At the 24th Nikkei Community SHIN-NEN-KAI at the National Nikkei Heritage & Cultural Centre, more than 250 people gathered to celebrate “The Year of the Dragon” with specially prepared Osechi Ryori (traditional menu for the New Year) and, of course, Sake!  But not any Sake – Oikawa Island Sake.
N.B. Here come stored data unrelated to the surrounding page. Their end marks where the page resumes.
//! Document-set fingerprinting.
//!
//! A [`DocumentFingerprint`] is a SHA-256 digest over the concatenated bytes
//! of every uploaded document, in upload order. It is a coarse change
//! detector: reordering the same files yields a different fingerprint.
//!
//! An empty upload set has no fingerprint at all. Callers get `None` rather
//! than the digest of zero bytes, so "nothing uploaded" can never be mistaken
//! for an unchanged document set.

use std::fmt;
use std::io::{Read, Seek, SeekFrom};

use sha2::{Digest, Sha256};

use crate::Result;

const READ_BUF: usize = 8 * 1024;

/// Digest identifying one specific ordered set of document contents.
#[derive(Clone, Copy, PartialEq, Eq, Hash)]
pub struct DocumentFingerprint([u8; 32]);

impl DocumentFingerprint {
    pub fn as_bytes(&self) -> &[u8; 32] {
        &self.0
    }

    /// Lowercase hex rendering, also used as the upload directory name.
    pub fn to_hex(&self) -> String {
        hex::encode(self.0)
    }
}

impl fmt::Display for DocumentFingerprint {
    fn fmt(&self, f: &mut fmt::Formatter<'_>) -> fmt::Result {
        f.write_str(&self.to_hex())
    }
}

impl fmt::Debug for DocumentFingerprint {
    fn fmt(&self, f: &mut fmt::Formatter<'_>) -> fmt::Result {
        write!(f, "DocumentFingerprint({})", &self.to_hex()[..12])
    }
}

/// Fingerprint a sequence of rewindable byte streams.
///
/// Each stream is hashed from its current position to the end, then moved
/// back to where it started so the caller can read it again. Returns
/// `Ok(None)` for an empty sequence.
pub fn fingerprint<R: Read + Seek>(files: &mut [R]) -> Result<Option<DocumentFingerprint>> {
    if files.is_empty() {
        return Ok(None);
    }

    let mut hasher = Sha256::new();
    let mut buf = [0u8; READ_BUF];
    for file in files.iter_mut() {
        let start = file.stream_position()?;
        let hashed = hash_stream(file, &mut hasher, &mut buf);
        // Rewind even when reading failed half-way.
        file.seek(SeekFrom::Start(start))?;
        hashed?;
    }

    Ok(Some(DocumentFingerprint(hasher.finalize().into())))
}

/// Fingerprint in-memory document contents.
pub fn fingerprint_bytes<'a, I>(contents: I) -> Option<DocumentFingerprint>
where
    I: IntoIterator<Item = &'a [u8]>,
{
    let mut hasher = Sha256::new();
    let mut any = false;
    for bytes in contents {
        hasher.update(bytes);
        any = true;
    }
    any.then(|| DocumentFingerprint(hasher.finalize().into()))
}

fn hash_stream<R: Read>(reader: &mut R, hasher: &mut Sha256, buf: &mut [u8]) -> Result<()> {
    loop {
        let n = reader.read(buf)?;
        if n == 0 {
            return Ok(());
        }
        hasher.update(&buf[..n]);
    }
}
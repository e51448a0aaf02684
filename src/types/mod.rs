//! Public types for the Mimir API.

mod message;
mod params;
mod response;
mod source;

pub use message::{GREETING, Message, Role, trim_history};
pub use params::{DEFAULT_NUM_DOCS, DEFAULT_SIMILARITY_THRESHOLD, RetrievalParams};
pub use response::{
    Completion, CompletionKind, EngineResponse, EventStream, GenerationEvent, Mode,
};
pub use source::{SourceReference, format_sources};
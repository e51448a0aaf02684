//! Build identity, stamped by `build.rs`.

/// Crate version from Cargo.toml.
pub const PKG_VERSION: &str = env!("CARGO_PKG_VERSION");

const GIT_BRANCH: Option<&str> = option_env!("VERGEN_GIT_BRANCH");
const GIT_SHA: Option<&str> = option_env!("VERGEN_GIT_SHA");
const GIT_DIRTY: Option<&str> = option_env!("VERGEN_GIT_DIRTY");

/// Short commit hash, if the build ran inside a git checkout.
pub fn commit() -> Option<&'static str> {
    GIT_SHA.map(|sha| &sha[..sha.len().min(7)])
}

/// Version shown in logs: `0.1.0+main.abc1234`, with `.dirty` appended for
/// uncommitted trees. Tarball builds report just the crate version.
pub fn version_string() -> String {
    match (GIT_BRANCH, commit()) {
        (Some(branch), Some(sha)) => {
            let dirty = if GIT_DIRTY == Some("true") { ".dirty" } else { "" };
            format!("{PKG_VERSION}+{branch}.{sha}{dirty}")
        }
        _ => PKG_VERSION.to_string(),
    }
}
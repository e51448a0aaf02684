//! Engine without retrieval.

use std::sync::Arc;

use async_trait::async_trait;
use tracing::instrument;

use super::{ChatEngine, ChatModel};
use crate::Result;
use crate::types::{EngineResponse, Message, Mode, Role, trim_history};

/// Sends the prompt to the chat model, prefixed with the assistant's
/// earlier replies so follow-up questions have something to refer to.
pub struct PlainEngine {
    chat: Arc<dyn ChatModel>,
    memory_token_limit: usize,
}

impl PlainEngine {
    pub fn new(chat: Arc<dyn ChatModel>, memory_token_limit: usize) -> Self {
        Self {
            chat,
            memory_token_limit,
        }
    }

    /// Prompt actually sent to the model.
    pub fn full_prompt(&self, prompt: &str, history: &[Message]) -> String {
        let context = trim_history(history, self.memory_token_limit)
            .iter()
            .filter(|m| m.role == Role::Assistant)
            .map(|m| m.content.as_str())
            .collect::<Vec<_>>()
            .join("\n");
        if context.is_empty() {
            prompt.to_string()
        } else {
            format!("{context}\n{prompt}")
        }
    }
}

#[async_trait]
impl ChatEngine for PlainEngine {
    fn mode(&self) -> Mode {
        Mode::Plain
    }

    #[instrument(name = "engine.plain", skip(self, prompt, history), fields(model = %self.chat.name()))]
    async fn generate(&self, prompt: &str, history: &[Message]) -> Result<EngineResponse> {
        let full_prompt = self.full_prompt(prompt, history);
        let text = self.chat.chat(None, &[Message::user(full_prompt)]).await?;
        Ok(EngineResponse::complete(text))
    }
}
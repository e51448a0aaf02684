//! Caching subsystem.
//!
//! Two independent caches:
//!
//! - [`QueryCache`]: per-session FIFO cache of completed answers keyed on
//!   (prompt, retrieval parameters). Consulted before every generation.
//!
//! - [`EmbeddingCache`]: process-wide LRU + TTL cache of chunk embeddings,
//!   so rebuilding a retrieval engine after a parameter change does not
//!   re-embed unchanged documents.

pub mod embeddings;
pub mod query;

pub use embeddings::{EmbeddingCache, EmbeddingCacheConfig};
pub use query::{CacheConfig, CacheEntry, CachedResponse, QueryCache};
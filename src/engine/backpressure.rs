//! Streaming backpressure via bounded channels.
//!
//! Wraps a token stream in a bounded `tokio::sync::mpsc::channel` so that
//! the model side waits when the display falls behind. Without this, a fast
//! backend can fill unbounded memory while a slow terminal renders.
//!
//! Applied by the retrieval engine to every answer stream. The buffer size
//! defaults to [`DEFAULT_STREAM_BUFFER`] and can be set through
//! [`EngineSettings`](super::EngineSettings).

use futures_util::StreamExt;
use tokio_stream::wrappers::ReceiverStream;

use crate::types::EventStream;

/// Default number of events buffered between producer and consumer.
pub const DEFAULT_STREAM_BUFFER: usize = 64;

/// Wrap a stream in a bounded channel for backpressure.
///
/// Spawns a producer task that reads from `inner` and sends events through
/// a bounded `mpsc` channel. When the channel is full, the producer waits
/// until the consumer reads. If the consumer drops the stream, the
/// producer stops.
///
/// # Panics
///
/// Requires a tokio runtime context (called within an async fn).
pub fn bounded_stream(inner: EventStream, buffer_size: usize) -> EventStream {
    let (tx, rx) = tokio::sync::mpsc::channel(buffer_size.max(1));

    tokio::spawn(async move {
        let mut inner = inner;
        while let Some(item) = inner.next().await {
            if tx.send(item).await.is_err() {
                break; // receiver dropped
            }
        }
    });

    Box::pin(ReceiverStream::new(rx))
}
//! Source references returned by retrieval engines.

use serde::{Deserialize, Serialize};

/// Characters of chunk text shown per reference.
const SNIPPET_CHARS: usize = 200;

/// One retrieved passage backing an answer.
#[derive(Debug, Clone, PartialEq, Serialize, Deserialize)]
pub struct SourceReference {
    /// Where the passage came from (usually the uploaded file name).
    pub identifier: String,
    /// Passage text.
    pub text: String,
    /// Similarity score against the query, when the engine reports one.
    #[serde(skip_serializing_if = "Option::is_none")]
    pub relevance_score: Option<f32>,
}

impl SourceReference {
    pub fn new(identifier: impl Into<String>, text: impl Into<String>) -> Self {
        Self {
            identifier: identifier.into(),
            text: text.into(),
            relevance_score: None,
        }
    }

    pub fn with_score(mut self, score: f32) -> Self {
        self.relevance_score = Some(score);
        self
    }

    /// Markdown rendering of this reference.
    pub fn format(&self) -> String {
        let score = self
            .relevance_score
            .map(|s| format!(" (Similarity: {s:.2})"))
            .unwrap_or_default();
        format!("📄 **{}**{score}\n> {}", self.identifier, snippet(&self.text))
    }
}

/// Render references as the text stored alongside a cached answer.
///
/// Returns `None` for an empty list so that non-retrieval answers and
/// retrieval answers without matches both carry no sources.
pub fn format_sources(sources: &[SourceReference]) -> Option<String> {
    if sources.is_empty() {
        return None;
    }
    Some(
        sources
            .iter()
            .map(SourceReference::format)
            .collect::<Vec<_>>()
            .join("\n\n"),
    )
}

fn snippet(text: &str) -> String {
    match text.char_indices().nth(SNIPPET_CHARS) {
        Some((cut, _)) => format!("{}...", &text[..cut]),
        None => text.to_string(),
    }
}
The history of “Oikawa Island Sake” dates back to the year 1898 – some 135 years ago – when a man named Jinzaburo Oikawa from Miyagi prefecture in Japan first made Japanese Sake in Canada on a small island he purchased in the middle of the Fraser River in Richmond, British Columbia. Learn more about Sake Making History in Canada here

Oikawa Island (Oikawa-jima) was renamed “Don Island” at the beginning of World War II in 1942 and has remained so to this day. Harold Steves (pictured here), a veteran Richmond City Councillor with 51 years of service, took a step forward by advocating the renaming of the island to its original name.  He is a hero and an inspiration to all of us with Japanese roots and heritage.Article on Harold Steves and Island Name Change. “Japanese names for Richmond islands never adopted” by Maria Rantanen

Lorene Oikawa (also pictured) is a descendant of the Oikawa family, whose passion and dedication to preserving the identity and cultural heritage of Japanese Canadians is nationally recognized, and is also a hero and inspiration to all of us who have immigrated to Canada.  ‘“The Story of Oikawa Island” by Lorene Oikawa

Masa Shiroki, founder of Artisan SakeMaker and his life partner Yukiko, together with dedicated staff members on production floor and tasting room on Granville Island’s sake winery, continue to produce Sustainable, Natural and Local Sake for the enjoyment of Vancouverites, Canadians, and visitors from abroad.  WE are blessed by the support and encouragement YOU give us to continue what we believe in doing – YOU are the reason we exist!